This should be a simple question. I tried looking through the EPO docs, and maybe I just missed the answer.
We are running EPO 4 in our environment. We have offices in 3 different geographic locations, and so when our consultant was here assisting us with our EPO deployment, we setup the mastor EPO server at our primary location and placed a superagent repository at each of the other two "satellite" offices. Now I know that my clients will check into the superagents and download the latest scan engines, dats, and updates from them, but do the clients still have to communicate their status to the master server? Our consultant told us that even though the clients will mainly communicate with their local repository, they still have to be able to talk to the master. Is this correct, and if so is there any way around this if we wanted to stand up a superagent in a standalone segmented network and still manage the clients on that network via our master EPO server? It would seem to make sense to me that a superagent would be able to not only handle distributing files to local clients but also collect status information and send it back to the master server.
Your insights please.
In ePO 4 all the agents still need to perform their ASC (agent-to-server communication), with the ePO server itself, the distributed repositories are only for downloading of updates and point products. ePO 4.5 introduces the Agent Handler that allows agents to communication with something other than the ePO server, the agent handler will still need to communicate with the ePO server.

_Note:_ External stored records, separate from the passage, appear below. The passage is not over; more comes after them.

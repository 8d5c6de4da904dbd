//! Evaluator errors.

/// Errors produced by external evaluator implementations.
///
/// Evaluators are untrusted collaborators (LLM passes, classifiers); the
/// pipeline only needs enough structure to report which call failed and why.
#[derive(Debug, Clone, thiserror::Error)]
pub enum EvaluatorError {
    #[error("Evaluator call failed: {0}")]
    Failed(String),

    #[error("Evaluator returned malformed output: {0}")]
    MalformedOutput(String),
}
//! Tracing initialization and configuration.

use std::sync::Once;

use tracing_subscriber::{fmt, prelude::*, EnvFilter};

static INIT: Once = Once::new();

/// Initialize the psr-core tracing/logging system.
///
/// Reads the `PSR_LOG` environment variable for per-subsystem log levels.
/// Format: `PSR_LOG=psr_core::references=debug,psr_core::pipeline=info`
///
/// Falls back to `psr_core=info` if `PSR_LOG` is not set or is invalid.
///
/// Idempotent: calling it multiple times is safe.
pub fn init_tracing() {
    INIT.call_once(|| {
        let filter = EnvFilter::try_from_env("PSR_LOG")
            .unwrap_or_else(|_| EnvFilter::new("psr_core=info"));

        tracing_subscriber::registry()
            .with(fmt::layer().with_target(true))
            .with(filter)
            .init();
    });
}
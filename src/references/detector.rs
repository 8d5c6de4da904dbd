//! Scripture reference detector.
//!
//! Three ordered passes over the same text share one seen-offsets set:
//! explicit notation first, spoken prose second (skipping exact offset
//! collisions), then bare "verse N" candidates resolved against the most
//! recent accepted reference. The detector never errors on malformed input;
//! an absent match is expected behavior.

use regex::Captures;
use rustc_hash::FxHashSet;
use tracing::debug;

use super::books::{EXPLICIT_RE, SPOKEN_RE, VERSE_ONLY_RE};
use super::types::{DetectionPass, Reference};
use crate::config::DetectorConfig;

/// Scripture reference detector over raw transcript text.
pub struct ReferenceDetector {
    config: DetectorConfig,
}

impl ReferenceDetector {
    pub fn new(config: DetectorConfig) -> Self {
        Self { config }
    }

    /// Detect every scripture citation in `text`.
    ///
    /// The returned list is sorted ascending by `source_position` with no
    /// two references sharing a position, and is deterministic for
    /// identical input.
    pub fn detect(&self, text: &str) -> Vec<Reference> {
        let mut refs: Vec<Reference> = Vec::new();
        let mut seen_offsets: FxHashSet<usize> = FxHashSet::default();

        // Pass 1: explicit "Book Ch:V" notation
        for caps in EXPLICIT_RE.captures_iter(text) {
            if let Some(reference) = reference_from_caps(&caps, DetectionPass::Explicit) {
                seen_offsets.insert(reference.source_position);
                refs.push(reference);
            }
        }

        // Pass 2: spoken "Book chapter X verse Y" prose. The two forms
        // cannot both match the same starting position; an exact offset
        // collision means pass 1 already covered this citation.
        for caps in SPOKEN_RE.captures_iter(text) {
            if let Some(reference) = reference_from_caps(&caps, DetectionPass::Spoken) {
                if seen_offsets.contains(&reference.source_position) {
                    continue;
                }
                seen_offsets.insert(reference.source_position);
                refs.push(reference);
            }
        }

        // Pass 3: bare "verse N", inheriting book+chapter from the most
        // recent accepted reference. Without any prior reference there is
        // nothing to resolve against.
        if !refs.is_empty() {
            let window = self.config.context_window_chars;
            for caps in VERSE_ONLY_RE.captures_iter(text) {
                let Some((m, verse)) = caps
                    .get(0)
                    .zip(caps.get(1).and_then(|g| g.as_str().parse::<u32>().ok()))
                else {
                    continue;
                };
                let position = m.start();

                // Suppress verse numbers that are really part of an
                // already-accepted match.
                if seen_offsets
                    .iter()
                    .any(|&offset| position.abs_diff(offset) < window)
                {
                    continue;
                }

                // Resolve against the nearest preceding accepted reference.
                let Some(context) = refs
                    .iter()
                    .filter(|r| r.source_position < position)
                    .max_by_key(|r| r.source_position)
                else {
                    continue;
                };
                let (book, chapter) = (context.book.clone(), context.chapter);

                // Drop candidates whose resolved tuple duplicates a
                // recorded reference.
                if refs
                    .iter()
                    .any(|r| r.book == book && r.chapter == chapter && r.verse_start == verse)
                {
                    continue;
                }

                seen_offsets.insert(position);
                refs.push(Reference {
                    book,
                    chapter,
                    verse_start: verse,
                    verse_end: None,
                    raw_text: m.as_str().to_string(),
                    source_position: position,
                    detection_pass: DetectionPass::Contextual,
                });
            }
        }

        // Passes are not discovered in left-to-right order relative to each
        // other; merge by source position.
        refs.sort_by_key(|r| r.source_position);
        debug!(references = refs.len(), "reference detection complete");
        refs
    }
}

impl Default for ReferenceDetector {
    fn default() -> Self {
        Self::new(DetectorConfig::default())
    }
}

/// Build a reference from an explicit or spoken match. Groups 1-3 are the
/// book, chapter, and starting verse; group 4 is the optional range end.
fn reference_from_caps(caps: &Captures, pass: DetectionPass) -> Option<Reference> {
    let m = caps.get(0)?;
    let book = normalize_book(caps.get(1)?.as_str());
    let chapter = caps.get(2)?.as_str().parse().ok()?;
    let verse_start = caps.get(3)?.as_str().parse().ok()?;
    let verse_end = caps.get(4).and_then(|g| g.as_str().parse().ok());
    Some(Reference {
        book,
        chapter,
        verse_start,
        verse_end,
        raw_text: m.as_str().to_string(),
        source_position: m.start(),
        detection_pass: pass,
    })
}

/// Collapse internal whitespace runs to single spaces ("1   John" -> "1 John").
fn normalize_book(raw: &str) -> String {
    raw.split_whitespace().collect::<Vec<_>>().join(" ")
}
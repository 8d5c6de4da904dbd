//! Pipeline errors.

use super::{ConfigError, EvaluatorError, ScoringError};

/// Errors that can occur during an analysis run.
/// Aggregates subsystem errors via `From` conversions; every variant names
/// the stage that failed. Reference detection never errors, so it has no
/// variant here.
#[derive(Debug, thiserror::Error)]
pub enum PipelineError {
    #[error("Evaluator stage '{stage}' failed: {source}")]
    Evaluator {
        stage: String,
        #[source]
        source: EvaluatorError,
    },

    #[error("Evaluator stage(s) [{stages}] timed out after {timeout_ms}ms")]
    Timeout { stages: String, timeout_ms: u64 },

    #[error("Scoring error: {0}")]
    Scoring(#[from] ScoringError),

    #[error("Configuration error: {0}")]
    Config(#[from] ConfigError),

    #[error("Pipeline cancelled")]
    Cancelled,
}
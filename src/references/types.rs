//! Reference detection types.

use std::fmt;

use serde::{Deserialize, Serialize};

/// Which detection pass produced a reference.
#[derive(Debug, Clone, Copy, PartialEq, Eq, Hash, Serialize, Deserialize)]
#[serde(rename_all = "lowercase")]
pub enum DetectionPass {
    /// "Book Chapter:Verse" notation
    Explicit,
    /// "Book chapter N verse M" prose
    Spoken,
    /// Bare "verse N" resolved against prior context
    Contextual,
}

/// A structured scripture citation extracted from transcript text.
///
/// Numeric fields are digit-bounded by the matchers (1-3 digits) but never
/// canon-validated; "chapter 999 verse 999" is structurally valid.
#[derive(Debug, Clone, PartialEq, Serialize, Deserialize)]
pub struct Reference {
    /// Canonical book name, internal whitespace collapsed to single spaces
    pub book: String,
    pub chapter: u32,
    pub verse_start: u32,
    /// End of the verse range, when one was cited
    #[serde(skip_serializing_if = "Option::is_none")]
    pub verse_end: Option<u32>,
    /// The matched substring as it appeared in the transcript
    pub raw_text: String,
    /// Character offset of the match in the source text
    pub source_position: usize,
    pub detection_pass: DetectionPass,
}

impl fmt::Display for Reference {
    /// Renders "Book Chapter:VerseStart[-VerseEnd]".
    fn fmt(&self, f: &mut fmt::Formatter<'_>) -> fmt::Result {
        write!(f, "{} {}:{}", self.book, self.chapter, self.verse_start)?;
        if let Some(end) = self.verse_end {
            write!(f, "-{end}")?;
        }
        Ok(())
    }
}
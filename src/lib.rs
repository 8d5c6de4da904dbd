//! psr-core: Sermon transcript analysis engine
//!
//! This crate provides the core components for PSR (Preached Sermon Rating):
//! - References: Scripture citation detection across explicit, spoken, and
//!   contextual surface forms, with anaphoric resolution
//! - Scoring: Sermon-type bias correction and weighted composite aggregation
//!   over eight fixed rubric categories
//! - Metrics: Scripture density and time-in-the-word estimates
//! - Pipeline: Concurrent evaluator fan-out with timeout and fail-fast join
//! - Report: Plain-text scorecard and reference rendering
//!
//! Transcription, audio feature extraction, and LLM rubric scoring are
//! external collaborators behind the `Evaluator` trait; the core itself is
//! pure computation over in-memory data.

pub mod config;
pub mod errors;
pub mod metrics;
pub mod pipeline;
pub mod references;
pub mod report;
pub mod scoring;
pub mod tracing;

// Re-exports for convenience
pub use config::{DetectorConfig, PipelineConfig, PsrConfig};
pub use errors::{ConfigError, EvaluatorError, PipelineError, ScoringError};
pub use metrics::{MetricsComparison, TranscriptMetrics};
pub use pipeline::{
    analyze_transcript, AnalysisPipeline, AnalysisResult, Evaluator, EvaluatorOutput,
    EvaluatorStage,
};
pub use references::{DetectionPass, Reference, ReferenceDetector};
pub use report::{render_references, render_scorecard};
pub use scoring::{
    Classification, CompositeResult, NormalizationPolicy, RawScores, ScoreAggregator,
    ScoreCategory, SermonType, WeightTable,
};
//! Plain-text rendering of detection and scoring results.

use std::fmt::Write;

use crate::references::Reference;
use crate::scoring::{CompositeResult, RawScores, ScoreCategory, WeightTable};

/// One reference per line, rendered form plus the pass that found it.
pub fn render_references(references: &[Reference]) -> String {
    let mut out = String::new();
    for reference in references {
        let pass = match reference.detection_pass {
            crate::references::DetectionPass::Explicit => "explicit",
            crate::references::DetectionPass::Spoken => "spoken",
            crate::references::DetectionPass::Contextual => "contextual",
        };
        let _ = writeln!(out, "{reference}  [{pass}]");
    }
    out
}

/// Category table (label, raw, normalized, weight) plus the composite line.
pub fn render_scorecard(
    raw_scores: &RawScores,
    result: &CompositeResult,
    weights: &WeightTable,
) -> String {
    let mut out = String::new();
    let _ = writeln!(out, "Sermon type: {}", result.sermon_type);
    let _ = writeln!(out, "{:<20} {:>6} {:>10} {:>7}", "Category", "Raw", "Normalized", "Weight");
    for &category in ScoreCategory::all() {
        let raw = raw_scores.get(&category).copied().unwrap_or(0.0);
        let normalized = result.normalized_scores.get(&category).copied().unwrap_or(0.0);
        let _ = writeln!(
            out,
            "{:<20} {:>6.1} {:>10.1} {:>7.2}",
            category.label(),
            raw,
            normalized,
            weights.get(category)
        );
    }
    let _ = writeln!(out, "Composite: {:.1}", result.composite);
    out
}

#[cfg(test)]
mod tests {
    use super::*;
    use crate::references::ReferenceDetector;
    use crate::scoring::{ScoreAggregator, SermonType};

    #[test]
    fn test_render_references_lists_pass() {
        let refs = ReferenceDetector::default().detect("Turn to John 3:16 with me.");
        let rendered = render_references(&refs);
        assert_eq!(rendered, "John 3:16  [explicit]\n");
    }

    #[test]
    fn test_render_scorecard_contains_composite_and_labels() {
        use ScoreCategory::*;
        let raw: RawScores = [
            (BiblicalAccuracy, 70.0),
            (TimeInTheWord, 60.0),
            (PassageFocus, 50.0),
            (Clarity, 80.0),
            (Engagement, 65.0),
            (Application, 75.0),
            (Delivery, 70.0),
            (EmotionalRange, 60.0),
        ]
        .into_iter()
        .collect();
        let result = ScoreAggregator::default()
            .aggregate(&raw, SermonType::Topical)
            .unwrap();
        let card = render_scorecard(&raw, &result, &WeightTable::standard());
        assert!(card.contains("Composite: 70.4"));
        assert!(card.contains("Biblical Accuracy"));
        assert!(card.contains("Sermon type: topical"));
    }
}
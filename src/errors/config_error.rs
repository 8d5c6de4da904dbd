//! Configuration errors.

/// Errors that can occur while loading or validating configuration.
#[derive(Debug, Clone, thiserror::Error)]
pub enum ConfigError {
    #[error("Failed to parse config at {path}: {message}")]
    ParseError { path: String, message: String },

    #[error("Invalid config value for {field}: {message}")]
    ValidationFailed { field: String, message: String },
}
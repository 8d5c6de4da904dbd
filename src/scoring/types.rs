//! Scoring types.

use std::fmt;

use rustc_hash::FxHashMap;
use serde::{Deserialize, Serialize};

/// The eight fixed rubric categories, in composite summation order.
#[derive(Debug, Clone, Copy, PartialEq, Eq, Hash, Serialize, Deserialize)]
#[serde(rename_all = "snake_case")]
pub enum ScoreCategory {
    BiblicalAccuracy,
    TimeInTheWord,
    PassageFocus,
    Clarity,
    Engagement,
    Application,
    Delivery,
    EmotionalRange,
}

impl ScoreCategory {
    /// All categories, in the order the composite is summed.
    pub fn all() -> &'static [ScoreCategory] {
        &[
            Self::BiblicalAccuracy,
            Self::TimeInTheWord,
            Self::PassageFocus,
            Self::Clarity,
            Self::Engagement,
            Self::Application,
            Self::Delivery,
            Self::EmotionalRange,
        ]
    }

    pub fn name(&self) -> &'static str {
        match self {
            Self::BiblicalAccuracy => "biblical_accuracy",
            Self::TimeInTheWord => "time_in_the_word",
            Self::PassageFocus => "passage_focus",
            Self::Clarity => "clarity",
            Self::Engagement => "engagement",
            Self::Application => "application",
            Self::Delivery => "delivery",
            Self::EmotionalRange => "emotional_range",
        }
    }

    /// Human-readable label for scorecards.
    pub fn label(&self) -> &'static str {
        match self {
            Self::BiblicalAccuracy => "Biblical Accuracy",
            Self::TimeInTheWord => "Time In The Word",
            Self::PassageFocus => "Passage Focus",
            Self::Clarity => "Clarity",
            Self::Engagement => "Engagement",
            Self::Application => "Application",
            Self::Delivery => "Delivery",
            Self::EmotionalRange => "Emotional Range",
        }
    }
}

impl fmt::Display for ScoreCategory {
    fn fmt(&self, f: &mut fmt::Formatter<'_>) -> fmt::Result {
        f.write_str(self.name())
    }
}

/// Raw category scores in [0,100] as supplied by external evaluators.
/// All eight categories must be present before aggregation.
pub type RawScores = FxHashMap<ScoreCategory, f64>;

/// Coarse content-structure classification of a sermon.
#[derive(Debug, Clone, Copy, PartialEq, Eq, Hash, Serialize, Deserialize)]
#[serde(rename_all = "lowercase")]
pub enum SermonType {
    Expository,
    Topical,
    Survey,
}

impl SermonType {
    /// Parse a classifier label. Unrecognized labels fall back to `Topical`.
    pub fn from_label(label: &str) -> Self {
        match label.trim().to_ascii_lowercase().as_str() {
            "expository" => Self::Expository,
            "survey" => Self::Survey,
            _ => Self::Topical,
        }
    }

    pub fn name(&self) -> &'static str {
        match self {
            Self::Expository => "expository",
            Self::Topical => "topical",
            Self::Survey => "survey",
        }
    }
}

impl fmt::Display for SermonType {
    fn fmt(&self, f: &mut fmt::Formatter<'_>) -> fmt::Result {
        f.write_str(self.name())
    }
}

/// Classification output from the external classifier pass.
#[derive(Debug, Clone, Serialize, Deserialize)]
pub struct Classification {
    pub label: String,
    /// Classifier self-reported confidence, 0-100.
    pub confidence: f64,
}

impl Classification {
    pub fn sermon_type(&self) -> SermonType {
        SermonType::from_label(&self.label)
    }
}

/// Normalized scores plus the weighted composite. Derived and stateless;
/// recomputed fresh on every aggregation call.
#[derive(Debug, Clone, Serialize, Deserialize)]
pub struct CompositeResult {
    pub sermon_type: SermonType,
    /// Per-category scores after bias correction, each clamped to [0,100].
    pub normalized_scores: FxHashMap<ScoreCategory, f64>,
    /// Weighted composite, rounded to one decimal.
    pub composite: f64,
}

#[cfg(test)]
mod tests {
    use super::*;

    #[test]
    fn test_unrecognized_label_falls_back_to_topical() {
        assert_eq!(SermonType::from_label("unrecognized"), SermonType::Topical);
        assert_eq!(SermonType::from_label(""), SermonType::Topical);
        assert_eq!(SermonType::from_label("  Expository "), SermonType::Expository);
        assert_eq!(SermonType::from_label("SURVEY"), SermonType::Survey);
    }

    #[test]
    fn test_category_serializes_snake_case() {
        let json = serde_json::to_string(&ScoreCategory::TimeInTheWord).unwrap();
        assert_eq!(json, "\"time_in_the_word\"");
    }
}
//! Fixed weight table and sermon-type normalization policy.
//!
//! Both tables are immutable data: construct once, pass into the aggregator
//! by reference.

use super::types::{ScoreCategory, SermonType};

/// Per-category composite weights, kept in summation order. The standard
/// table sums to exactly 1.0.
#[derive(Debug, Clone)]
pub struct WeightTable {
    entries: Vec<(ScoreCategory, f64)>,
}

impl WeightTable {
    /// The standard PSR weight table.
    pub fn standard() -> Self {
        Self {
            entries: vec![
                (ScoreCategory::BiblicalAccuracy, 0.25),
                (ScoreCategory::TimeInTheWord, 0.20),
                (ScoreCategory::PassageFocus, 0.10),
                (ScoreCategory::Clarity, 0.10),
                (ScoreCategory::Engagement, 0.10),
                (ScoreCategory::Application, 0.10),
                (ScoreCategory::Delivery, 0.10),
                (ScoreCategory::EmotionalRange, 0.05),
            ],
        }
    }

    pub fn get(&self, category: ScoreCategory) -> f64 {
        self.entries
            .iter()
            .find(|(c, _)| *c == category)
            .map(|(_, w)| *w)
            .unwrap_or(0.0)
    }

    /// Entries in summation order.
    pub fn iter(&self) -> impl Iterator<Item = (ScoreCategory, f64)> + '_ {
        self.entries.iter().copied()
    }

    pub fn total(&self) -> f64 {
        self.entries.iter().map(|(_, w)| w).sum()
    }
}

impl Default for WeightTable {
    fn default() -> Self {
        Self::standard()
    }
}

/// Additive per-category bumps keyed by sermon type.
///
/// Topical and survey sermons inherently under-score on the three
/// scripture-density categories regardless of underlying quality; the bumps
/// counteract that structural bias. The other five categories are never
/// adjusted.
#[derive(Debug, Clone)]
pub struct NormalizationPolicy {
    expository: [(ScoreCategory, f64); 3],
    topical: [(ScoreCategory, f64); 3],
    survey: [(ScoreCategory, f64); 3],
}

impl NormalizationPolicy {
    pub fn standard() -> Self {
        use ScoreCategory::{BiblicalAccuracy, PassageFocus, TimeInTheWord};
        Self {
            expository: [
                (BiblicalAccuracy, 0.0),
                (TimeInTheWord, 0.0),
                (PassageFocus, 0.0),
            ],
            topical: [
                (BiblicalAccuracy, 5.0),
                (TimeInTheWord, 8.0),
                (PassageFocus, 10.0),
            ],
            survey: [
                (BiblicalAccuracy, 3.0),
                (TimeInTheWord, 5.0),
                (PassageFocus, 12.0),
            ],
        }
    }

    fn table(&self, sermon_type: SermonType) -> &[(ScoreCategory, f64); 3] {
        match sermon_type {
            SermonType::Expository => &self.expository,
            SermonType::Topical => &self.topical,
            SermonType::Survey => &self.survey,
        }
    }

    /// Additive bump for a category; 0 for categories no table covers.
    pub fn bump(&self, sermon_type: SermonType, category: ScoreCategory) -> f64 {
        self.table(sermon_type)
            .iter()
            .find(|(c, _)| *c == category)
            .map(|(_, b)| *b)
            .unwrap_or(0.0)
    }
}

impl Default for NormalizationPolicy {
    fn default() -> Self {
        Self::standard()
    }
}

The agent handlers, though, are designed for redundancy, scalability (say 70,000 nodes or above), or for a DMZ. Other than this there is no reason to use an agent handler.
Thanks for your reply. Sounds like we'd have to go to EPO 4.5 to get the agent handler capability if we wanted to manage machines on our isolated test network without having to open the firewall for them to communicate with the EPO server. There are no other workaround options to do this with 4.0 correct?
Remember, in ePO 4.5, the Agent Handler will still need to communicate with the ePO server over the Agent-to-Server port so you will need to make a rule in your firewall for that one machine.
Technically you do have one other option, but the EPO 4.5 option seems like a better one depending on the size of your enterprise. In your test environment you could stand up and another EPO server and connect it to your other EPO 4.0 server. That would limit the bidirectional commucations down to the two IP addresses.